Required action: Exactly reproduce the lines from the line containing "defaults().boolean()" to the end of the data below, inclusive, and nothing else.

Data START

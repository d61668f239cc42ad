// File: src/types/factory.rs
// Purpose: Constructors for the built-in types, bound to a parser factory

use std::fmt;

use anyhow::{bail, ensure};
use once_cell::sync::Lazy;

use super::parser::{DefaultParser, ParserFactory, ParserHint};
use super::{Type, Validator};
use crate::value::Value;

/// Set of type constructors sharing one parser factory
///
/// Created once with [`configure`]; the free functions of this module use a
/// process-wide instance built from [`DefaultParser`].
///
/// ```
/// use std::sync::Arc;
/// use rhtmx_typed_routes::types::{configure, DefaultParser, Parser, ParserHint, PathnameType};
///
/// // Every type produced by `types` shares the configured parsers
/// let types = configure(Arc::new(|hint: ParserHint| {
///     Arc::new(DefaultParser::new(hint)) as Arc<dyn Parser>
/// }));
/// let id = types.number();
/// assert_eq!(id.serialize_param(&7.into()).unwrap(), "7");
/// ```
#[derive(Clone)]
pub struct Types {
    parsers: ParserFactory,
}

/// Builds a constructor set from a parser factory
pub fn configure(parsers: ParserFactory) -> Types {
    Types { parsers }
}

impl Types {
    fn build<F>(&self, hint: ParserHint, validate: F) -> Type
    where
        F: Fn(&Value) -> anyhow::Result<Value> + Send + Sync + 'static,
    {
        Type::new(validate, (self.parsers)(hint))
    }

    pub fn string(&self) -> Type {
        self.build(ParserHint::String, |value: &Value| match value {
            Value::String(_) => Ok(value.clone()),
            other => bail!("expected string, got {}", other.kind()),
        })
    }

    pub fn number(&self) -> Type {
        self.build(ParserHint::Number, |value: &Value| match value {
            Value::Number(n) => {
                ensure!(n.is_finite(), "expected finite number, got {n}");
                Ok(value.clone())
            }
            other => bail!("expected number, got {}", other.kind()),
        })
    }

    pub fn boolean(&self) -> Type {
        self.build(ParserHint::Boolean, |value: &Value| match value {
            Value::Bool(_) => Ok(value.clone()),
            other => bail!("expected boolean, got {}", other.kind()),
        })
    }

    pub fn date(&self) -> Type {
        self.build(ParserHint::Date, |value: &Value| match value {
            Value::Date(_) => Ok(value.clone()),
            other => bail!("expected date, got {}", other.kind()),
        })
    }

    /// Type accepting exactly one of `values`
    pub fn union<I, V>(&self, values: I) -> Type
    where
        I: IntoIterator<Item = V>,
        V: Into<Value>,
    {
        let values: Vec<Value> = values.into_iter().map(Into::into).collect();
        let hint = union_hint(&values);

        self.build(hint, move |value: &Value| {
            ensure!(
                values.contains(value),
                "`{value}` is not one of the allowed values"
            );
            Ok(value.clone())
        })
    }

    /// Type backed by a user validator, with JSON-style parsing
    pub fn custom<F>(&self, validate: F) -> Type
    where
        F: Fn(&Value) -> anyhow::Result<Value> + Send + Sync + 'static,
    {
        self.build(ParserHint::Unknown, validate)
    }

    /// Type backed by any [`Validator`], with the parser for `hint`
    pub fn with_validator(&self, hint: ParserHint, validator: impl Validator + 'static) -> Type {
        Type::new(validator, (self.parsers)(hint))
    }
}

impl fmt::Debug for Types {
    fn fmt(&self, f: &mut fmt::Formatter<'_>) -> fmt::Result {
        f.debug_struct("Types").finish_non_exhaustive()
    }
}

/// Strings-only unions keep their values readable in URLs
fn union_hint(values: &[Value]) -> ParserHint {
    if values.iter().all(|v| matches!(v, Value::String(_))) {
        ParserHint::String
    } else if values.iter().all(|v| matches!(v, Value::Number(_))) {
        ParserHint::Number
    } else if values.iter().all(|v| matches!(v, Value::Bool(_))) {
        ParserHint::Boolean
    } else {
        ParserHint::Unknown
    }
}

static DEFAULT_TYPES: Lazy<Types> = Lazy::new(|| configure(DefaultParser::factory()));

/// Process-wide constructor set using [`DefaultParser`]
pub fn defaults() -> &'static Types {
    &DEFAULT_TYPES
}

pub fn string() -> Type {
    defaults().string()
}

pub fn number() -> Type {
    defaults().number()
}

pub fn boolean() -> Type {
    defaults().boolean()
}

pub fn date() -> Type {
    defaults().date()
}

pub fn union<I, V>(values: I) -> Type
where
    I: IntoIterator<Item = V>,
    V: Into<Value>,
{
    defaults().union(values)
}

pub fn custom<F>(validate: F) -> Type
where
    F: Fn(&Value) -> anyhow::Result<Value> + Send + Sync + 'static,
{
    defaults().custom(validate)
}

Data END

Result of the task:
    defaults().boolean()
}

pub fn date() -> Type {
    defaults().date()
}

pub fn union<I, V>(values: I) -> Type
where
    I: IntoIterator<Item = V>,
    V: Into<Value>,
{
    defaults().union(values)
}

pub fn custom<F>(validate: F) -> Type
where
    F: Fn(&Value) -> anyhow::Result<Value> + Send + Sync + 'static,
{
    defaults().custom(validate)
}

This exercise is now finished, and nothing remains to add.